[[ DATASET RECORDS, beginning ]]

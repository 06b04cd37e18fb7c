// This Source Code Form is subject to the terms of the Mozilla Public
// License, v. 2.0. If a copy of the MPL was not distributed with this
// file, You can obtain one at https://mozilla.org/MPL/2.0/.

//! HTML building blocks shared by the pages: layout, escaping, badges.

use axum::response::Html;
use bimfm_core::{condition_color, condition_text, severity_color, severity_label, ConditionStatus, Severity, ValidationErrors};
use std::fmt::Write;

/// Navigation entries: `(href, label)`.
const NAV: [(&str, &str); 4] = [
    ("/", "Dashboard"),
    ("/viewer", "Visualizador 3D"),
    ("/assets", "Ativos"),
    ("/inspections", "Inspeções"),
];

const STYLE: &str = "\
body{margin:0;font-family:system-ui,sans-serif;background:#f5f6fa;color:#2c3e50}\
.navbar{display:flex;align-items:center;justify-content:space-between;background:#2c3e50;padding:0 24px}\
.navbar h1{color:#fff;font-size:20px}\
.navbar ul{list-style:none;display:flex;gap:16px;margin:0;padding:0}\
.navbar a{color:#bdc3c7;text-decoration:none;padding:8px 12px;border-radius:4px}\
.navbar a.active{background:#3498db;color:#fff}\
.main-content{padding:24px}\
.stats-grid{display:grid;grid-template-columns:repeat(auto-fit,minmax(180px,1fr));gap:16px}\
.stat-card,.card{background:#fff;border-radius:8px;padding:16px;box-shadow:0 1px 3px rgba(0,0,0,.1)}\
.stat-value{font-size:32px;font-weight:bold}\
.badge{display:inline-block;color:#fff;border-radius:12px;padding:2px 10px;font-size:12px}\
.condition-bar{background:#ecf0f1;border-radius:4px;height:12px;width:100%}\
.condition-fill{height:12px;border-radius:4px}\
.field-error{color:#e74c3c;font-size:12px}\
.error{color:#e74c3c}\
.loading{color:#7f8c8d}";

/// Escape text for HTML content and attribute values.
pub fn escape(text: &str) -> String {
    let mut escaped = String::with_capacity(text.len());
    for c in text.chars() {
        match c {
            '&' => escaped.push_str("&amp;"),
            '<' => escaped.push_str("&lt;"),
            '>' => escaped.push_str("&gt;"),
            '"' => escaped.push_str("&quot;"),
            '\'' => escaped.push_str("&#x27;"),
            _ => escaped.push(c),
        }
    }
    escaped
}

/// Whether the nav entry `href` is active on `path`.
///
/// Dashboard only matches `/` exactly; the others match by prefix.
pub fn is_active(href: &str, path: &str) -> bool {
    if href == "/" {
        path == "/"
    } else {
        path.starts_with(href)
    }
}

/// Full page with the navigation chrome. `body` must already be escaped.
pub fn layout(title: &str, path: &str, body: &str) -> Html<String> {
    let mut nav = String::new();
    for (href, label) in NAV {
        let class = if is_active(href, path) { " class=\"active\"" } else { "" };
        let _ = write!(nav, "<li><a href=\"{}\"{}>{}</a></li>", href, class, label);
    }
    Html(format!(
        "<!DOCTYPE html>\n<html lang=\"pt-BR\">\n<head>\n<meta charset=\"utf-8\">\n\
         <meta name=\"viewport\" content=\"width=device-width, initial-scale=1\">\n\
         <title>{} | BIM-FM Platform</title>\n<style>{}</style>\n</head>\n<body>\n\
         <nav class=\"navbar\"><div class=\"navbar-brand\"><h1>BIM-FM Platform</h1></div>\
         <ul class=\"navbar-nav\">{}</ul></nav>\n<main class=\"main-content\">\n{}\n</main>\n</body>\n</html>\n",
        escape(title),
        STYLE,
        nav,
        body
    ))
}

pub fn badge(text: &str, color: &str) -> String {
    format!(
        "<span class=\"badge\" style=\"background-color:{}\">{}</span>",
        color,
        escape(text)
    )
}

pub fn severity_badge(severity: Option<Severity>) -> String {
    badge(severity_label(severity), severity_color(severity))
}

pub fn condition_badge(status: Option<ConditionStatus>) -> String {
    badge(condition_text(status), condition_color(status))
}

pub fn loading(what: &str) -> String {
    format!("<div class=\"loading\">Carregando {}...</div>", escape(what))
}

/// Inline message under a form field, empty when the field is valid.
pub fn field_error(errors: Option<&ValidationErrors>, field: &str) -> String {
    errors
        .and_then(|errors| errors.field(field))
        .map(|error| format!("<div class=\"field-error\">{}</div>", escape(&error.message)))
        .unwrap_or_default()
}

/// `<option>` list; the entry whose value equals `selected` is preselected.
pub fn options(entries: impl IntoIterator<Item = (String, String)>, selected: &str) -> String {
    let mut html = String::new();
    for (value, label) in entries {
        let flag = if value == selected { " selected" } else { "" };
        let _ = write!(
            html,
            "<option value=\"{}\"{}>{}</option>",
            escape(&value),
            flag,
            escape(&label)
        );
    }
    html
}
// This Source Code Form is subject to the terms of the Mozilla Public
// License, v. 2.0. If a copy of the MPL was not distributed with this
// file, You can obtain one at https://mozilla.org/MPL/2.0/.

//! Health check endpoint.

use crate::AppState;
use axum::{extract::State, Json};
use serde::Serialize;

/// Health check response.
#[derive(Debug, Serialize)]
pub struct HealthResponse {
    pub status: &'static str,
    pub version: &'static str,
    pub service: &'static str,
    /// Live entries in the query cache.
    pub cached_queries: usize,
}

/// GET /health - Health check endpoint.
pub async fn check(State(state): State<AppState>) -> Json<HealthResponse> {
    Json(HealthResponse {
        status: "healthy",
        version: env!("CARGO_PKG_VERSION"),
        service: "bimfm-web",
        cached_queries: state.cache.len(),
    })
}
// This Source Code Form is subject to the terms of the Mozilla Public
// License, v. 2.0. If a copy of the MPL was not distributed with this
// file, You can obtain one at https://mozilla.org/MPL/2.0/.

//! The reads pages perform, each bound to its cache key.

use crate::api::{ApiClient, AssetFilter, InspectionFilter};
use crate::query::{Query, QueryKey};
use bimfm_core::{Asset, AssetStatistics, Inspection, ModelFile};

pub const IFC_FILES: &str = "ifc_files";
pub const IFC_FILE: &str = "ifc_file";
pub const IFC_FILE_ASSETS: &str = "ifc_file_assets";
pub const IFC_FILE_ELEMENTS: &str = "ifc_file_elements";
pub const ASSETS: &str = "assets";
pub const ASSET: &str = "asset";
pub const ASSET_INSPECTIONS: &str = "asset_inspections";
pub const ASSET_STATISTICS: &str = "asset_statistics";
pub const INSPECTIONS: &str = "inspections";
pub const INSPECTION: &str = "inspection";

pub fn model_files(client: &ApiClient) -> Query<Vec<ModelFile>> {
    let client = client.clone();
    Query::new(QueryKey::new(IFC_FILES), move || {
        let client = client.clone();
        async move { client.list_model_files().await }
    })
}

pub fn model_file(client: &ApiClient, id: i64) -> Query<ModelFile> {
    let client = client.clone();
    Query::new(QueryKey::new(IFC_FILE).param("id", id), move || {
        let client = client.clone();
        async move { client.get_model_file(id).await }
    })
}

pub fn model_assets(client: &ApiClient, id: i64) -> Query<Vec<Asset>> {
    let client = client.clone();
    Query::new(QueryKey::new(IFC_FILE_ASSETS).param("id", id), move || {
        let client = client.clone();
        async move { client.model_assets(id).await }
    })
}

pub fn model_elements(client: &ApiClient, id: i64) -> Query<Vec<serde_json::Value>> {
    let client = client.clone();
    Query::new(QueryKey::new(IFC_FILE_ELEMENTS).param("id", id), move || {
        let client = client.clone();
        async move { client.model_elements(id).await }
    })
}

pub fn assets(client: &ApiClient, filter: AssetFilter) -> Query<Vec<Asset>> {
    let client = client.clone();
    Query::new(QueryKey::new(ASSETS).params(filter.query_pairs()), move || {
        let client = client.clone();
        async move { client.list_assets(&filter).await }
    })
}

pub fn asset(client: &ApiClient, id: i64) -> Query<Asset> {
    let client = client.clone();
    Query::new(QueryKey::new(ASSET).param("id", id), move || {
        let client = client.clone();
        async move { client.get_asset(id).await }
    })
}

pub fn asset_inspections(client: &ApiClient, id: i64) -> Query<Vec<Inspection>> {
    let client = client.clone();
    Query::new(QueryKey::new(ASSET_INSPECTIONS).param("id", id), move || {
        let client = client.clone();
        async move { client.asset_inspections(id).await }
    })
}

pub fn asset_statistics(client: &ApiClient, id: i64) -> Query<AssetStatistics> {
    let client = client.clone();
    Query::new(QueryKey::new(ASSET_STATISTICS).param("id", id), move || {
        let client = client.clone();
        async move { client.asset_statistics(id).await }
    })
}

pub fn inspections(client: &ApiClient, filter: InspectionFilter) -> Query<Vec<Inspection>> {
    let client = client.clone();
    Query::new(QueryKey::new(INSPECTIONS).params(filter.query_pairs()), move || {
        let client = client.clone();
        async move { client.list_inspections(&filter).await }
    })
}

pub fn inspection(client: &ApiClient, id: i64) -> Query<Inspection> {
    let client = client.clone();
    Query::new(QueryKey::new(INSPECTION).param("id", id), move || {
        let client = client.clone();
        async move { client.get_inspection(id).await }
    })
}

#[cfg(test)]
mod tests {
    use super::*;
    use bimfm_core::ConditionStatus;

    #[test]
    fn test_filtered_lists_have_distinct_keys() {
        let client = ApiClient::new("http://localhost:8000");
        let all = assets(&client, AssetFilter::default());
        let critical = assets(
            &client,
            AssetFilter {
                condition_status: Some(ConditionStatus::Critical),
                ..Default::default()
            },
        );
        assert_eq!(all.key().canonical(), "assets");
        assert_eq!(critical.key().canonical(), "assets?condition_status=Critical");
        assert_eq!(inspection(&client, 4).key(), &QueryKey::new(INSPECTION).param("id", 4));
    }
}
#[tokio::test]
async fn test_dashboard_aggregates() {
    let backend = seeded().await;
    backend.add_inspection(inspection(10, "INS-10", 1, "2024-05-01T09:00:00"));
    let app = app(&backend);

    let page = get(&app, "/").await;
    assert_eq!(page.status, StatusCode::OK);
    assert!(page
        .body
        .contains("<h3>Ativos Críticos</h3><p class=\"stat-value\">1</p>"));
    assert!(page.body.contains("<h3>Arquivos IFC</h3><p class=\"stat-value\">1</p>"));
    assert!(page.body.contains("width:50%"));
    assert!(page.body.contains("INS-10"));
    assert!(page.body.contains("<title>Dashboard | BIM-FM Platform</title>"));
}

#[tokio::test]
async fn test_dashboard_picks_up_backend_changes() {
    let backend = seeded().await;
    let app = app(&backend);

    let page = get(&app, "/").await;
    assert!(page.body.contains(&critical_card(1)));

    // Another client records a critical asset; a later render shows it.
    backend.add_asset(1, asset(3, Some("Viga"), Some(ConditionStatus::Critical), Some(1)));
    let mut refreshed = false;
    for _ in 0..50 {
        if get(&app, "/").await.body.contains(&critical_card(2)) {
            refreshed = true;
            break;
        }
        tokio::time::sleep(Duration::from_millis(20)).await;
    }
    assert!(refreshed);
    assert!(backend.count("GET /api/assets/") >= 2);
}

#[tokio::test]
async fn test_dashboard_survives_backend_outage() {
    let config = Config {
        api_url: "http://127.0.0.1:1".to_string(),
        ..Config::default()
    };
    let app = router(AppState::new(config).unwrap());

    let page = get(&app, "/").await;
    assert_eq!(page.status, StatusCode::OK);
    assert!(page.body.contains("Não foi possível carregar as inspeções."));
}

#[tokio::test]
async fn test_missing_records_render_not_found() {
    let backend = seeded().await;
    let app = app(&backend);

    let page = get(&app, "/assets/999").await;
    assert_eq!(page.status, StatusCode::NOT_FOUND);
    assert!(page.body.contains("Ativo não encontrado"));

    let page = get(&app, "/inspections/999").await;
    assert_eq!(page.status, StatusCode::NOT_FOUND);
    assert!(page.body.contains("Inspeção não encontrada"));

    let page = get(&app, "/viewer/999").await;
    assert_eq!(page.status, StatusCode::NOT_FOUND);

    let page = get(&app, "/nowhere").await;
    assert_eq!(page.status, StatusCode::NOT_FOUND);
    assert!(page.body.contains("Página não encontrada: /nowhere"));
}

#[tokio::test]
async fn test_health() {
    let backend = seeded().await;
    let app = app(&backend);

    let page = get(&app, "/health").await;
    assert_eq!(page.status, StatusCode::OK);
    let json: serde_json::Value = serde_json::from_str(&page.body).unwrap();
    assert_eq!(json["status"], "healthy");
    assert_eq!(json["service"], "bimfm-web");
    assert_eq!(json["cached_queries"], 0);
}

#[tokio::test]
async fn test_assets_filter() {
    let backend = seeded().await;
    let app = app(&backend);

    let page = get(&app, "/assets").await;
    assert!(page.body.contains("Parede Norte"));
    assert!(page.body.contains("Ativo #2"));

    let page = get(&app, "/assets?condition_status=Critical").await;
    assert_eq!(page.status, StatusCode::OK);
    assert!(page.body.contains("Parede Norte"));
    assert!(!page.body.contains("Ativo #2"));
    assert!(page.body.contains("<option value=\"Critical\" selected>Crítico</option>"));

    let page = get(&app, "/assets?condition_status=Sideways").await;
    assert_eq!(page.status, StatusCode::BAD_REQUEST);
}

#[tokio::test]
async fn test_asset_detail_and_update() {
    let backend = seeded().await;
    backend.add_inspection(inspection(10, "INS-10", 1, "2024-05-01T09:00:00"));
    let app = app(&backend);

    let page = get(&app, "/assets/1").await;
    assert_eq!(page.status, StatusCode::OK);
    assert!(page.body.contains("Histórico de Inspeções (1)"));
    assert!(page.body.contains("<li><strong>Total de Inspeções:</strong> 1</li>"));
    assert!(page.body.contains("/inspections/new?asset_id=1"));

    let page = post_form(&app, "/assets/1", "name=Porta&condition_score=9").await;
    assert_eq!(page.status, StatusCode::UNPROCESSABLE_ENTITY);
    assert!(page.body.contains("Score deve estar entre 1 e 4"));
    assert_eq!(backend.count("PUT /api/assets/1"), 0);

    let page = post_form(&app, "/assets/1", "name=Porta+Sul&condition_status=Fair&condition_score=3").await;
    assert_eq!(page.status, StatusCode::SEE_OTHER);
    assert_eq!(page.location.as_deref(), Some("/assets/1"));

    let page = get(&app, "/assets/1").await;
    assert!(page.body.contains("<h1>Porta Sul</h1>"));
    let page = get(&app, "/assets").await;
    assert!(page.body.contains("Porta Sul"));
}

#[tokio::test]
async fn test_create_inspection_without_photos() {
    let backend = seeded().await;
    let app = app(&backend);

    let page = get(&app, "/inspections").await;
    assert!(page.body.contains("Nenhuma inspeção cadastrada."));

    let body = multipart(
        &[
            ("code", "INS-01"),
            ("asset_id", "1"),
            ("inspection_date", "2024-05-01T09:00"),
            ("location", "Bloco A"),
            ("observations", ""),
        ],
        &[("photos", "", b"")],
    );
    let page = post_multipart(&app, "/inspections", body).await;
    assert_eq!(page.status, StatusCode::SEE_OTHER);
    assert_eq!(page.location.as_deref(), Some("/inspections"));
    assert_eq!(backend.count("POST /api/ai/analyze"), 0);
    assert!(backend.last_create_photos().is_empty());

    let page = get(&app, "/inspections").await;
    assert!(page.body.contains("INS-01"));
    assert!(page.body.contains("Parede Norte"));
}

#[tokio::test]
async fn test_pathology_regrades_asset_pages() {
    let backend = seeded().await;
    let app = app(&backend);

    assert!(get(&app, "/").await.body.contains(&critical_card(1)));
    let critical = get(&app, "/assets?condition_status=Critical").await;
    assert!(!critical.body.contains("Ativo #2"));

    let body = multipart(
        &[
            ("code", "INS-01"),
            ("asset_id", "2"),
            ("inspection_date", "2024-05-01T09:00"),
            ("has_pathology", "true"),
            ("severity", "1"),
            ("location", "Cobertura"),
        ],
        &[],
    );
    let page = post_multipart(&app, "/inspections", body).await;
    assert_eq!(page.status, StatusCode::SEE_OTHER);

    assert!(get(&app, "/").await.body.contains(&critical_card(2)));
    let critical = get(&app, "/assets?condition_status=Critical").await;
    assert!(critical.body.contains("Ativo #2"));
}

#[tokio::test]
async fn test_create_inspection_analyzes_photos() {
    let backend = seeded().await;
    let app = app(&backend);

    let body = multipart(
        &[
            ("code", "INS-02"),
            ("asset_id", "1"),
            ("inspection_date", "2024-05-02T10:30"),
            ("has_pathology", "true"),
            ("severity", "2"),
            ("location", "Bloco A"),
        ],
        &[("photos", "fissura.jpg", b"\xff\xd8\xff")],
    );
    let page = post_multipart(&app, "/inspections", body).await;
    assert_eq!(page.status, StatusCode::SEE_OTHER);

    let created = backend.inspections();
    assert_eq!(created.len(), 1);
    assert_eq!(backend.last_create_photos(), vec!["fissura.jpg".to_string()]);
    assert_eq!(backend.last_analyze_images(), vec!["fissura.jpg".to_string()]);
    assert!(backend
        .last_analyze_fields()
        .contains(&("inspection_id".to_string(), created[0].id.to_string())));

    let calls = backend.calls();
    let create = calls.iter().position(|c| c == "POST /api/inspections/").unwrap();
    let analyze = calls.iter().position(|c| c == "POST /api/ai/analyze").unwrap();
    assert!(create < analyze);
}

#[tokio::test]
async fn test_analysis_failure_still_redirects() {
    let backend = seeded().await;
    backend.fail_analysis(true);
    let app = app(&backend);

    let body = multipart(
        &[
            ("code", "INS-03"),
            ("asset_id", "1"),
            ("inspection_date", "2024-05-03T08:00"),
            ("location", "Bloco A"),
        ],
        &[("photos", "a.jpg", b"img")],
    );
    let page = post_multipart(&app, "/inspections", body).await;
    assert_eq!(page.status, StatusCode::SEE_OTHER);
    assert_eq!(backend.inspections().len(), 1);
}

[[ DATASET RECORDS, end ]]

[EXERCISE DIRECTIONS] Only a number is wanted here: the tally of lines in the entries that include the word "Some".

[TASK ANSWER] 4